Idabel is portrayed as not attractive in a traditionally girlish manner, and like Joel she shares a type of androgyny. Her description is the counterpart to Joel's appearance. Like Idabel, Joel has been perceived as a queer boy by Radclif, the redneck truck driver. This happens when Joel first arrives in Noon City and is searching for his father's mysterious abode:
He [Radclif] eyed the boy over the rim of his beer glass, not caring much for the looks of him. He had his notions of what a “real” boy should look like, and this kid somehow offended them. He was too pretty, too delicate and fairskinned; each of his features was shaped with a sensitive accuracy, and a girlish tenderness softened his eyes, which were brown and very large.
(6)
Like Idabel, Joel's description is emphasized through the impression he makes on the other people of the town, specifically the androgynous qualities of his appearance. His lack of gender conventions and the absence of specifically masculine traits are like Idabel's absence of exclusively feminine characteristics. Both Idabel and Joel embody both forms of opposite gender conventions, from Joel's girlish completion and gaze, to Idabel's boyish hair and stance. Capote specifically marks these characters' queerness through the series of visible traits, which signify their homosexual natures. Capote creates the principal characters of Other Voices, Other Rooms as reactions to gender norms, and Idabel and Joel's lack of traditional gender traits are important literary accomplishments. The confident gender rebelliousness of these characters and the homosexual natures which are subsequently disclosed is not done on a regular basis until the 1960s: with the exception of Capote, major American writers, such as James Baldwin, Gore Vidal and Tennessee Williams, have employed gothic motifs to represent the homosexual as a dangerous, fatally destined contemporary monster. Not until the 1960s would another major author confidently portray young homosexuals with the open, creative style that Capote does in 1948. In this text, the naturalness of Idabel and Joel's own gender differences challenge conventional gender norms. The pairing together of these two should not be read as a type of freaky romantic liaison, rather, Idabel and Joel's friendship illustrates the mutual attraction between sexual others and their ability to gather personal strength in the company of one another. As a modern, Southern American approach to gender inversion, Idabel is similar to Radclyffe Hall's Stephen Gordon from The Well of Loneliness, as Joel is a version of a young Dorian Gray. Capote thus borrows not only from traditional nineteenth-century gothic tales, but, his principal characters echo the very queer constructions of Hall and Wilde, characters and stories that crystallized queer representations until the 1960s. Most of all, Capote's characters live in a much freer and more colourful environment than either of their English ancestors.

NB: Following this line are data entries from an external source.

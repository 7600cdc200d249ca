use tokio_util::sync::CancellationToken;
use uuid::Uuid;

use crate::models::{DedupSnapshot, Job, RunResult, RunStatus};
use crate::registry::RunStatusRegistry;
use crate::traits::{JobProcessor, JobStore, Scraper};

/// Per-item stage at which a job was dropped.
#[derive(Debug, Clone, Copy, PartialEq, Eq)]
pub enum FailedStage {
    Enrich,
    Save,
}

impl FailedStage {
    pub fn as_str(&self) -> &'static str {
        match self {
            FailedStage::Enrich => "enrich",
            FailedStage::Save => "save",
        }
    }
}

/// Events emitted during a run for monitoring/logging.
#[derive(Debug, Clone)]
pub enum RunEvent<'a> {
    Started {
        run_id: Uuid,
        source: &'a str,
        pages: u32,
    },
    SnapshotLoaded {
        run_id: Uuid,
        known_urls: usize,
    },
    Scraped {
        run_id: Uuid,
        total_jobs: usize,
    },
    JobSkipped {
        run_id: Uuid,
        url: &'a str,
    },
    JobSaved {
        run_id: Uuid,
        url: &'a str,
    },
    JobFailed {
        run_id: Uuid,
        url: &'a str,
        stage: FailedStage,
        error: &'a str,
    },
    Finished {
        result: &'a RunResult,
    },
}

/// Trait for receiving run events (decoupled logging).
pub trait RunReporter: Send + Sync {
    fn report(&self, event: RunEvent<'_>) {
        let _ = event;
    }
}

/// Reporter that uses the `tracing` crate.
#[derive(Debug, Default, Clone, Copy)]
pub struct TracingRunReporter;

impl RunReporter for TracingRunReporter {
    fn report(&self, event: RunEvent<'_>) {
        match event {
            RunEvent::Started {
                run_id,
                source,
                pages,
            } => {
                tracing::info!(%run_id, %source, pages, "Run started");
            }
            RunEvent::SnapshotLoaded { run_id, known_urls } => {
                tracing::debug!(%run_id, known_urls, "Dedup snapshot loaded");
            }
            RunEvent::Scraped { run_id, total_jobs } => {
                tracing::info!(%run_id, total_jobs, "Scrape returned jobs");
            }
            RunEvent::JobSkipped { run_id, url } => {
                tracing::info!(%run_id, %url, "Job already known, skipping");
            }
            RunEvent::JobSaved { run_id, url } => {
                tracing::debug!(%run_id, %url, "Job saved");
            }
            RunEvent::JobFailed {
                run_id,
                url,
                stage,
                error,
            } => {
                tracing::warn!(%run_id, %url, stage = stage.as_str(), %error, "Job dropped");
            }
            RunEvent::Finished { result } => match result.status {
                RunStatus::Failed => tracing::error!(
                    run_id = %result.run_id,
                    source = %result.source,
                    error = result.error.as_deref().unwrap_or_default(),
                    "Run failed"
                ),
                status => tracing::info!(
                    run_id = %result.run_id,
                    source = %result.source,
                    %status,
                    total = result.total_jobs,
                    processed = result.processed_jobs,
                    skipped = result.skipped_jobs,
                    failed = result.failed_jobs,
                    "Run finished"
                ),
            },
        }
    }
}

/// Runs one acquire → dedup → enrich → persist cycle for a source.
///
/// The run only fails as a whole when the dedup snapshot or the scrape itself
/// fails. Per-job enrichment and save errors are counted and skipped.
pub struct ScraperService<St, P, R = TracingRunReporter>
where
    St: JobStore,
    P: JobProcessor,
    R: RunReporter,
{
    store: St,
    processor: P,
    registry: RunStatusRegistry,
    reporter: R,
}

impl<St, P> ScraperService<St, P, TracingRunReporter>
where
    St: JobStore,
    P: JobProcessor,
{
    pub fn new(store: St, processor: P, registry: RunStatusRegistry) -> Self {
        Self::with_reporter(store, processor, registry, TracingRunReporter)
    }
}

impl<St, P, R> ScraperService<St, P, R>
where
    St: JobStore,
    P: JobProcessor,
    R: RunReporter,
{
    pub fn with_reporter(store: St, processor: P, registry: RunStatusRegistry, reporter: R) -> Self {
        Self {
            store,
            processor,
            registry,
            reporter,
        }
    }

    pub fn registry(&self) -> &RunStatusRegistry {
        &self.registry
    }

    pub fn store(&self) -> &St {
        &self.store
    }

    /// Execute a run for `source`.
    ///
    /// `pages > 0` scrapes at most that many pages; `0` lets the scraper run
    /// until exhausted. The registry entry for `source` is overwritten at the
    /// start and at the end of the run.
    pub async fn execute_scraping<S: Scraper>(
        &self,
        source: &str,
        scraper: &S,
        pages: u32,
        cancel: &CancellationToken,
    ) -> RunResult {
        let mut result = RunResult::started(source);
        let run_id = result.run_id;
        self.registry.record(&result);
        self.reporter.report(RunEvent::Started {
            run_id,
            source,
            pages,
        });

        let snapshot = match self.store.get_existing_urls().await {
            Ok(urls) => DedupSnapshot::new(urls),
            Err(e) => {
                return self.finish(
                    result,
                    RunStatus::Failed,
                    Some(format!("failed to load existing job urls: {e}")),
                );
            }
        };
        self.reporter.report(RunEvent::SnapshotLoaded {
            run_id,
            known_urls: snapshot.len(),
        });

        let scraped = if pages > 0 {
            scraper.scrape_pages(pages, cancel).await
        } else {
            scraper.scrape(cancel).await
        };
        let raw_jobs = match scraped {
            Ok(jobs) => jobs,
            Err(e) => {
                return self.finish(
                    result,
                    RunStatus::Failed,
                    Some(format!("scraper {} failed: {e}", scraper.name())),
                );
            }
        };

        result.total_jobs = raw_jobs.len();
        self.reporter.report(RunEvent::Scraped {
            run_id,
            total_jobs: result.total_jobs,
        });

        // A scraper stopped by the token returns whatever it had, possibly nothing.
        if cancel.is_cancelled() {
            return self.finish(result, RunStatus::Cancelled, None);
        }

        for raw in &raw_jobs {
            if cancel.is_cancelled() {
                return self.finish(result, RunStatus::Cancelled, None);
            }

            if snapshot.contains(&raw.url) {
                result.skipped_jobs += 1;
                self.reporter.report(RunEvent::JobSkipped {
                    run_id,
                    url: &raw.url,
                });
                continue;
            }

            match self.process_one(raw).await {
                Ok(()) => {
                    result.processed_jobs += 1;
                    self.reporter.report(RunEvent::JobSaved {
                        run_id,
                        url: &raw.url,
                    });
                }
                Err((stage, error)) => {
                    result.failed_jobs += 1;
                    self.reporter.report(RunEvent::JobFailed {
                        run_id,
                        url: &raw.url,
                        stage,
                        error: &error,
                    });
                }
            }
        }

        self.finish(result, RunStatus::Completed, None)
    }

    async fn process_one(&self, raw: &Job) -> Result<(), (FailedStage, String)> {
        let mut enriched = self
            .processor
            .process(raw)
            .await
            .map_err(|e| (FailedStage::Enrich, e.to_string()))?;

        // The processor's url is never trusted; the scraped url is the key.
        enriched.url = raw.url.clone();

        self.store
            .save_job(&enriched)
            .await
            .map_err(|e| (FailedStage::Save, e.to_string()))
    }

    fn finish(&self, mut result: RunResult, status: RunStatus, error: Option<String>) -> RunResult {
        result.finish(status, error);
        self.registry.record(&result);
        self.reporter.report(RunEvent::Finished { result: &result });
        result
    }
}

Capote introduces his commentary on traditionally masculinist typology through Joel's early interactions with Radclif the truck driver. As Joel and Radclif get acquainted, “Joel imagined a queerness in the driver's tone” (11). Capote's text instantly signifies that either Joel's perception of Radclif or the driver himself is queer. Moreover, Joel's consequence for not being boyish enough and for desiring the mysterious Landing and its implications comes from the aggressive Radclif, fully equipped with sexual undertones: “Yessir, if I was your Pa I'd take down your britches and muss you up a bit” (8). To compliment Capote's use of parody, the butch behaviour of his characterization of Radclif comes across as equally strange, satirical, and queer. The author displays the excessive unnaturalness of extreme masculinity; to emphasize this critique, Radclif's comment signifies a satiric hint of pederastic, homoerotic “punishment.” What is supposed to be straight is seemingly not, as this sequence introduces and foreshadows the queerness to come.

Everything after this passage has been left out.